Reproduce the records below word for word.

Records: Begin

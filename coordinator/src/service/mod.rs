mod submission;

pub use submission::SubmissionService;
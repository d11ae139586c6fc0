pub mod cache;
pub mod error;
pub mod net;
pub mod runner;
pub mod trainer;

pub use cache::ContributionCache;
pub use error::ClientErr;
pub use net::CoordClient;
pub use runner::{ClientRunner, RunSpec};
pub use trainer::{SgdTrainer, Trainer, TrainerErr};
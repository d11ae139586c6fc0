use std::path::PathBuf;

use log::{debug, info};
use tokio::io::{AsyncRead, AsyncWrite};

use comms::specs::SubmitSpec;
use model::ContributionId;

use crate::{
    cache::ContributionCache,
    error::Result,
    net::CoordClient,
    trainer::Trainer,
};

/// One training-and-submission cycle's inputs.
#[derive(Debug, Clone)]
pub struct RunSpec {
    pub token: String,
    pub project: String,
    pub dataset_dir: PathBuf,
    pub epochs: usize,
}

/// Drives local training and submits the result to the coordinator.
///
/// The cycle is: obtain the model definition (cached after first contact),
/// train through the injected capability, encode, compute the content id,
/// persist the artifact locally, then upload. The artifact is cached
/// *before* the upload so a network failure leaves a resubmittable file
/// behind; failures are reported, never silently retried.
pub struct ClientRunner<T: Trainer> {
    trainer: T,
    cache: ContributionCache,
}

impl<T: Trainer> ClientRunner<T> {
    pub fn new(trainer: T, cache: ContributionCache) -> Self {
        Self { trainer, cache }
    }

    pub fn cache(&self) -> &ContributionCache {
        &self.cache
    }

    /// Runs one cycle against a connected coordinator.
    ///
    /// # Returns
    /// The accepted contribution identifier, or the first error of the
    /// pipeline.
    pub async fn run<R, W>(
        &mut self,
        client: &mut CoordClient<R, W>,
        spec: &RunSpec,
    ) -> Result<ContributionId>
    where
        R: AsyncRead + Unpin,
        W: AsyncWrite + Unpin,
    {
        let def = match self.cache.definition(&spec.project)? {
            Some(def) => {
                debug!(project = spec.project.as_str(); "using cached definition");
                def
            }
            None => {
                debug!(project = spec.project.as_str(); "fetching definition");
                let def = client.fetch_definition(&spec.token, &spec.project).await?;
                self.cache.store_definition(&spec.project, &def)?;
                def
            }
        };

        info!("training {} for {} epochs", spec.project, spec.epochs);
        let params = self
            .trainer
            .train(&def, None, &spec.dataset_dir, spec.epochs)?;

        let payload = params.encode();
        let id = ContributionId::digest(&payload);
        self.cache.store(&spec.project, &id, &payload)?;
        info!("contribution {id} cached, submitting");

        let submit = SubmitSpec {
            token: spec.token.clone(),
            project: spec.project.clone(),
            id: id.to_string(),
        };
        let accepted = client.submit(submit, &payload).await?;

        info!("coordinator accepted contribution {accepted}");
        Ok(accepted)
    }
}
//! Repository trait abstractions
//!
//! The services layer depends on these traits rather than on the concrete
//! Postgres repositories, so secret, login and upload flows can be tested
//! against in-memory doubles.

use async_trait::async_trait;
use chrono::{DateTime, Utc};
use mira_core::models::{
    AuditLogEntry, Document, NewAuditLogEntry, NewDocument, Principal, Role, SecretRecord,
    SecretScope,
};
use mira_core::AppError;
use uuid::Uuid;

use crate::db::{
    AuditRepository, DocumentRepository, LoginTokenRepository, PrincipalRepository,
    SecretRepository,
};

/// Encrypted secret rows keyed by (scope, key name).
#[async_trait]
pub trait SecretRepositoryTrait: Send + Sync {
    async fn upsert(
        &self,
        scope: SecretScope,
        key_name: &str,
        encrypted_value: &str,
    ) -> Result<SecretRecord, AppError>;

    async fn get(&self, scope: SecretScope, key_name: &str)
        -> Result<Option<SecretRecord>, AppError>;
}

/// Principal lookup and creation.
#[async_trait]
pub trait PrincipalRepositoryTrait: Send + Sync {
    async fn get(&self, id: Uuid) -> Result<Option<Principal>, AppError>;

    async fn find_by_email(&self, email: &str) -> Result<Option<Principal>, AppError>;

    /// Create the principal (and tenant) when absent; the first member of a
    /// tenant is `admin`.
    async fn get_or_create(
        &self,
        email: &str,
        company_name: &str,
        domain: Option<&str>,
    ) -> Result<Principal, AppError>;

    async fn set_role(&self, id: Uuid, role: Role) -> Result<Principal, AppError>;
}

/// Hashed single-use login tokens.
#[async_trait]
pub trait LoginTokenRepositoryTrait: Send + Sync {
    async fn create(
        &self,
        user_id: Uuid,
        token_hash: &str,
        expires_at: DateTime<Utc>,
    ) -> Result<(), AppError>;

    /// Atomically mark a live token used, returning its owner.
    async fn consume(&self, token_hash: &str) -> Result<Option<Uuid>, AppError>;
}

/// Document ledger.
#[async_trait]
pub trait DocumentRepositoryTrait: Send + Sync {
    async fn create_with_audit(&self, doc: NewDocument) -> Result<Document, AppError>;

    async fn list_by_tenant(&self, tenant_id: Uuid, limit: i64)
        -> Result<Vec<Document>, AppError>;
}

/// Audit log writer.
#[async_trait]
pub trait AuditRepositoryTrait: Send + Sync {
    async fn append(&self, entry: &NewAuditLogEntry) -> Result<AuditLogEntry, AppError>;
}

#[async_trait]
impl SecretRepositoryTrait for SecretRepository {
    async fn upsert(
        &self,
        scope: SecretScope,
        key_name: &str,
        encrypted_value: &str,
    ) -> Result<SecretRecord, AppError> {
        SecretRepository::upsert(self, scope, key_name, encrypted_value).await
    }

    async fn get(
        &self,
        scope: SecretScope,
        key_name: &str,
    ) -> Result<Option<SecretRecord>, AppError> {
        SecretRepository::get(self, scope, key_name).await
    }
}

#[async_trait]
impl PrincipalRepositoryTrait for PrincipalRepository {
    async fn get(&self, id: Uuid) -> Result<Option<Principal>, AppError> {
        PrincipalRepository::get(self, id).await
    }

    async fn find_by_email(&self, email: &str) -> Result<Option<Principal>, AppError> {
        PrincipalRepository::find_by_email(self, email).await
    }

    async fn get_or_create(
        &self,
        email: &str,
        company_name: &str,
        domain: Option<&str>,
    ) -> Result<Principal, AppError> {
        PrincipalRepository::get_or_create(self, email, company_name, domain).await
    }

    async fn set_role(&self, id: Uuid, role: Role) -> Result<Principal, AppError> {
        PrincipalRepository::set_role(self, id, role).await
    }
}

#[async_trait]
impl LoginTokenRepositoryTrait for LoginTokenRepository {
    async fn create(
        &self,
        user_id: Uuid,
        token_hash: &str,
        expires_at: DateTime<Utc>,
    ) -> Result<(), AppError> {
        LoginTokenRepository::create(self, user_id, token_hash, expires_at)
            .await
            .map(|_| ())
    }

    async fn consume(&self, token_hash: &str) -> Result<Option<Uuid>, AppError> {
        LoginTokenRepository::consume(self, token_hash).await
    }
}

#[async_trait]
impl DocumentRepositoryTrait for DocumentRepository {
    async fn create_with_audit(&self, doc: NewDocument) -> Result<Document, AppError> {
        DocumentRepository::create_with_audit(self, doc).await
    }

    async fn list_by_tenant(
        &self,
        tenant_id: Uuid,
        limit: i64,
    ) -> Result<Vec<Document>, AppError> {
        DocumentRepository::list_by_tenant(self, tenant_id, limit).await
    }
}

#[async_trait]
impl AuditRepositoryTrait for AuditRepository {
    async fn append(&self, entry: &NewAuditLogEntry) -> Result<AuditLogEntry, AppError> {
        AuditRepository::append(self, entry).await
    }
}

Records: End

Response to this task:
filename coordinator/src/service/mod.rs
mod submission;

pub use submission::SubmissionService;
repository d11ae139586c6fc0
pub mod cache;
pub mod error;
pub mod net;
pub mod runner;
pub mod trainer;

pub use cache::ContributionCache;
pub use error::ClientErr;
pub use net::CoordClient;
pub use runner::{ClientRunner, RunSpec};
pub use trainer::{SgdTrainer, Trainer, TrainerErr};
repository d11ae139586c6fc0
use std::path::PathBuf;

use log::{debug, info};
use tokio::io::{AsyncRead, AsyncWrite};

use comms::specs::SubmitSpec;
use model::ContributionId;

use crate::{
    cache::ContributionCache,
    error::Result,
    net::CoordClient,
    trainer::Trainer,
};

/// One training-and-submission cycle's inputs.
#[derive(Debug, Clone)]
pub struct RunSpec {
    pub token: String,
    pub project: String,
    pub dataset_dir: PathBuf,
    pub epochs: usize,
}

/// Drives local training and submits the result to the coordinator.
///
/// The cycle is: obtain the model definition (cached after first contact),
/// train through the injected capability, encode, compute the content id,
/// persist the artifact locally, then upload. The artifact is cached
/// *before* the upload so a network failure leaves a resubmittable file
/// behind; failures are reported, never silently retried.
pub struct ClientRunner<T: Trainer> {
    trainer: T,
    cache: ContributionCache,
}

impl<T: Trainer> ClientRunner<T> {
    pub fn new(trainer: T, cache: ContributionCache) -> Self {
        Self { trainer, cache }
    }

    pub fn cache(&self) -> &ContributionCache {
        &self.cache
    }

    /// Runs one cycle against a connected coordinator.
    ///
    /// # Returns
    /// The accepted contribution identifier, or the first error of the
    /// pipeline.
    pub async fn run<R, W>(
        &mut self,
        client: &mut CoordClient<R, W>,
        spec: &RunSpec,
    ) -> Result<ContributionId>
    where
        R: AsyncRead + Unpin,
        W: AsyncWrite + Unpin,
    {
        let def = match self.cache.definition(&spec.project)? {
            Some(def) => {
                debug!(project = spec.project.as_str(); "using cached definition");
                def
            }
            None => {
                debug!(project = spec.project.as_str(); "fetching definition");
                let def = client.fetch_definition(&spec.token, &spec.project).await?;
                self.cache.store_definition(&spec.project, &def)?;
                def
            }
        };

        info!("training {} for {} epochs", spec.project, spec.epochs);
        let params = self
            .trainer
            .train(&def, None, &spec.dataset_dir, spec.epochs)?;

        let payload = params.encode();
        let id = ContributionId::digest(&payload);
        self.cache.store(&spec.project, &id, &payload)?;
        info!("contribution {id} cached, submitting");

        let submit = SubmitSpec {
            token: spec.token.clone(),
            project: spec.project.clone(),
            id: id.to_string(),
        };
        let accepted = client.submit(submit, &payload).await?;

        info!("coordinator accepted contribution {accepted}");
        Ok(accepted)
    }
}
//! Repository trait abstractions
//!
//! The services layer depends on these traits rather than on the concrete
//! Postgres repositories, so secret, login and upload flows can be tested
//! against in-memory doubles.

use async_trait::async_trait;
use chrono::{DateTime, Utc};
use mira_core::models::{
    AuditLogEntry, Document, NewAuditLogEntry, NewDocument, Principal, Role, SecretRecord,
    SecretScope,
};
use mira_core::AppError;
use uuid::Uuid;

use crate::db::{
    AuditRepository, DocumentRepository, LoginTokenRepository, PrincipalRepository,
    SecretRepository,
};

/// Encrypted secret rows keyed by (scope, key name).
#[async_trait]
pub trait SecretRepositoryTrait: Send + Sync {
    async fn upsert(
        &self,
        scope: SecretScope,
        key_name: &str,
        encrypted_value: &str,
    ) -> Result<SecretRecord, AppError>;

    async fn get(&self, scope: SecretScope, key_name: &str)
        -> Result<Option<SecretRecord>, AppError>;
}

/// Principal lookup and creation.
#[async_trait]
pub trait PrincipalRepositoryTrait: Send + Sync {
    async fn get(&self, id: Uuid) -> Result<Option<Principal>, AppError>;

    async fn find_by_email(&self, email: &str) -> Result<Option<Principal>, AppError>;

    /// Create the principal (and tenant) when absent; the first member of a
    /// tenant is `admin`.
    async fn get_or_create(
        &self,
        email: &str,
        company_name: &str,
        domain: Option<&str>,
    ) -> Result<Principal, AppError>;

    async fn set_role(&self, id: Uuid, role: Role) -> Result<Principal, AppError>;
}

/// Hashed single-use login tokens.
#[async_trait]
pub trait LoginTokenRepositoryTrait: Send + Sync {
    async fn create(
        &self,
        user_id: Uuid,
        token_hash: &str,
        expires_at: DateTime<Utc>,
    ) -> Result<(), AppError>;

    /// Atomically mark a live token used, returning its owner.
    async fn consume(&self, token_hash: &str) -> Result<Option<Uuid>, AppError>;
}

/// Document ledger.
#[async_trait]
pub trait DocumentRepositoryTrait: Send + Sync {
    async fn create_with_audit(&self, doc: NewDocument) -> Result<Document, AppError>;

    async fn list_by_tenant(&self, tenant_id: Uuid, limit: i64)
        -> Result<Vec<Document>, AppError>;
}

/// Audit log writer.
#[async_trait]
pub trait AuditRepositoryTrait: Send + Sync {
    async fn append(&self, entry: &NewAuditLogEntry) -> Result<AuditLogEntry, AppError>;
}

#[async_trait]
impl SecretRepositoryTrait for SecretRepository {
    async fn upsert(
        &self,
        scope: SecretScope,
        key_name: &str,
        encrypted_value: &str,
    ) -> Result<SecretRecord, AppError> {
        SecretRepository::upsert(self, scope, key_name, encrypted_value).await
    }

    async fn get(
        &self,
        scope: SecretScope,
        key_name: &str,
    ) -> Result<Option<SecretRecord>, AppError> {
        SecretRepository::get(self, scope, key_name).await
    }
}

#[async_trait]
impl PrincipalRepositoryTrait for PrincipalRepository {
    async fn get(&self, id: Uuid) -> Result<Option<Principal>, AppError> {
        PrincipalRepository::get(self, id).await
    }

    async fn find_by_email(&self, email: &str) -> Result<Option<Principal>, AppError> {
        PrincipalRepository::find_by_email(self, email).await
    }

    async fn get_or_create(
        &self,
        email: &str,
        company_name: &str,
        domain: Option<&str>,
    ) -> Result<Principal, AppError> {
        PrincipalRepository::get_or_create(self, email, company_name, domain).await
    }

    async fn set_role(&self, id: Uuid, role: Role) -> Result<Principal, AppError> {
        PrincipalRepository::set_role(self, id, role).await
    }
}

#[async_trait]
impl LoginTokenRepositoryTrait for LoginTokenRepository {
    async fn create(
        &self,
        user_id: Uuid,
        token_hash: &str,
        expires_at: DateTime<Utc>,
    ) -> Result<(), AppError> {
        LoginTokenRepository::create(self, user_id, token_hash, expires_at)
            .await
            .map(|_| ())
    }

    async fn consume(&self, token_hash: &str) -> Result<Option<Uuid>, AppError> {
        LoginTokenRepository::consume(self, token_hash).await
    }
}

#[async_trait]
impl DocumentRepositoryTrait for DocumentRepository {
    async fn create_with_audit(&self, doc: NewDocument) -> Result<Document, AppError> {
        DocumentRepository::create_with_audit(self, doc).await
    }

    async fn list_by_tenant(
        &self,
        tenant_id: Uuid,
        limit: i64,
    ) -> Result<Vec<Document>, AppError> {
        DocumentRepository::list_by_tenant(self, tenant_id, limit).await
    }
}

#[async_trait]
impl AuditRepositoryTrait for AuditRepository {
    async fn append(&self, entry: &NewAuditLogEntry) -> Result<AuditLogEntry, AppError> {
        AuditRepository::append(self, entry).await
    }
}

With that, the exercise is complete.